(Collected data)
*-*-*

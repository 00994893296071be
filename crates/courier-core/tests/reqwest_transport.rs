//! Reqwest transport integration tests
//!
//! Drives `create_request` against a local wiremock server.

use courier_core::http::error::{
    TransportErrorCode, NETWORK_ERROR_CODE, REQUEST_TIMEOUT_CODE, REQUEST_TIMEOUT_MSG,
};
use courier_core::testing::StaticProbe;
use courier_core::{
    create_request, ClientOptions, Code, ErrorKind, FilePart, FormFields, RequestDescriptor,
    RequestOptions, RequestPipeline, Transport,
};
use serde_json::json;
use std::sync::Arc;
use std::time::Duration;
use wiremock::{
    matchers::{body_string, header, method, path},
    Mock, MockServer, ResponseTemplate,
};

fn api(base_url: &str, options: RequestOptions) -> RequestPipeline {
    let client = ClientOptions::new()
        .base_url(base_url)
        .header("X-App", "courier");
    create_request(client, options.probe(Arc::new(StaticProbe::new(true)))).unwrap()
}

#[tokio::test]
async fn test_resolves_backend_success() {
    let server = MockServer::start().await;
    Mock::given(method("GET"))
        .and(path("/users/1"))
        .and(header("x-app", "courier"))
        .respond_with(ResponseTemplate::new(200).set_body_json(json!({
            "code": 200,
            "data": {"id": 1, "name": "ada"},
            "message": "ok"
        })))
        .mount(&server)
        .await;

    let api = api(&server.uri(), RequestOptions::new());
    let response = api.get("/users/1").await.unwrap();

    assert_eq!(response.status.as_u16(), 200);
    assert_eq!(api.config().extract_data(&response.body), Some(&json!({"id": 1, "name": "ada"})));
    assert_eq!(response.request.url, format!("{}/users/1", server.uri()));
}

#[tokio::test]
async fn test_not_found_is_http_error() {
    let server = MockServer::start().await;
    Mock::given(method("GET"))
        .and(path("/missing"))
        .respond_with(ResponseTemplate::new(404).set_body_string("no such thing"))
        .mount(&server)
        .await;

    let err = api(&server.uri(), RequestOptions::new())
        .get("/missing")
        .await
        .unwrap_err();

    assert_eq!(err.kind(), ErrorKind::Http);
    assert_eq!(err.code(), &Code::Number(404));
    assert_eq!(err.msg(), "Not Found");
    assert_eq!(err.response().map(|r| r.body.clone()), Some(json!("no such thing")));
}

#[tokio::test]
async fn test_backend_failure_from_server_payload() {
    let server = MockServer::start().await;
    Mock::given(method("POST"))
        .and(path("/orders"))
        .respond_with(ResponseTemplate::new(200).set_body_json(json!({
            "status": "E_STOCK",
            "msg": "out of stock"
        })))
        .mount(&server)
        .await;

    let options = RequestOptions::new()
        .code_key("status")
        .msg_key("msg")
        .success_code("OK");
    let err = api(&server.uri(), options)
        .post("/orders", json!({"sku": "X1"}))
        .await
        .unwrap_err();

    assert_eq!(err.kind(), ErrorKind::Backend);
    assert_eq!(err.code(), &Code::from("E_STOCK"));
    assert_eq!(err.msg(), "out of stock");
}

#[tokio::test]
async fn test_urlencoded_body_on_the_wire() {
    let server = MockServer::start().await;
    Mock::given(method("POST"))
        .and(path("/login"))
        .and(header("content-type", "application/x-www-form-urlencoded"))
        .and(body_string("a=1&b=x"))
        .respond_with(ResponseTemplate::new(200).set_body_json(json!({"code": 200})))
        .expect(1)
        .mount(&server)
        .await;

    let descriptor = RequestDescriptor::post("/login")
        .content_type("application/x-www-form-urlencoded")
        .json(json!({"a": 1, "b": "x"}));
    api(&server.uri(), RequestOptions::new())
        .request(&descriptor)
        .await
        .unwrap();
}

#[tokio::test]
async fn test_multipart_body_on_the_wire() {
    let server = MockServer::start().await;
    Mock::given(method("POST"))
        .and(path("/upload"))
        .respond_with(ResponseTemplate::new(200).set_body_json(json!({"code": 200})))
        .mount(&server)
        .await;

    let descriptor = RequestDescriptor::post("/upload")
        .content_type("multipart/form-data")
        .form(
            FormFields::new().field("title", "pics").files(
                "file",
                vec![
                    FilePart::from_bytes("f1.txt", b"first".to_vec()),
                    FilePart::from_bytes("f2.txt", b"second".to_vec()),
                ],
            ),
        );
    api(&server.uri(), RequestOptions::new())
        .request(&descriptor)
        .await
        .unwrap();

    let received = server.received_requests().await.unwrap();
    assert_eq!(received.len(), 1);

    let content_type = received[0]
        .headers
        .get("content-type")
        .and_then(|v| v.to_str().ok())
        .unwrap_or_default()
        .to_string();
    assert!(content_type.starts_with("multipart/form-data; boundary="));

    let body = String::from_utf8_lossy(&received[0].body).into_owned();
    let first = body.find("filename=\"f1.txt\"").unwrap();
    let second = body.find("filename=\"f2.txt\"").unwrap();
    assert!(first < second);
    assert!(body.contains("name=\"title\""));
}

#[tokio::test]
async fn test_slow_server_is_request_timeout() {
    let server = MockServer::start().await;
    Mock::given(method("GET"))
        .and(path("/slow"))
        .respond_with(
            ResponseTemplate::new(200)
                .set_body_json(json!({"code": 200}))
                .set_delay(Duration::from_secs(2)),
        )
        .mount(&server)
        .await;

    let descriptor = RequestDescriptor::get("/slow").timeout(Duration::from_millis(100));
    let err = api(&server.uri(), RequestOptions::new())
        .request(&descriptor)
        .await
        .unwrap_err();

    assert_eq!(err.kind(), ErrorKind::Transport);
    assert_eq!(err.raw_error.code, TransportErrorCode::TimedOut);
    assert_eq!(err.code(), &Code::from(REQUEST_TIMEOUT_CODE));
    assert_eq!(err.msg(), REQUEST_TIMEOUT_MSG);
}

#[tokio::test]
async fn test_refused_connection_is_network_error() {
    // Nothing listens on port 1
    let err = api("http://127.0.0.1:1", RequestOptions::new())
        .get("/anything")
        .await
        .unwrap_err();

    assert_eq!(err.kind(), ErrorKind::Transport);
    assert_eq!(err.raw_error.code, TransportErrorCode::Network);
    assert_eq!(err.code(), &Code::from(NETWORK_ERROR_CODE));
}

#[tokio::test]
async fn test_transport_returns_failures_as_responses() {
    let server = MockServer::start().await;
    Mock::given(method("DELETE"))
        .and(path("/locked"))
        .respond_with(ResponseTemplate::new(423))
        .mount(&server)
        .await;

    let api = api(&server.uri(), RequestOptions::new());
    let response = api
        .transport()
        .send(RequestDescriptor::delete("/locked"))
        .await
        .unwrap();

    assert_eq!(response.status.as_u16(), 423);
    assert_eq!(response.body, serde_json::Value::Null);
}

*-*-*

Which lines above contain the word "RequestOptions"? Copy each one.

Task output:
    RequestOptions, RequestPipeline, Transport,
fn api(base_url: &str, options: RequestOptions) -> RequestPipeline {
    let api = api(&server.uri(), RequestOptions::new());
    let err = api(&server.uri(), RequestOptions::new())
    let options = RequestOptions::new()
    api(&server.uri(), RequestOptions::new())
    api(&server.uri(), RequestOptions::new())
    let err = api(&server.uri(), RequestOptions::new())
    let err = api("http://127.0.0.1:1", RequestOptions::new())
    let api = api(&server.uri(), RequestOptions::new());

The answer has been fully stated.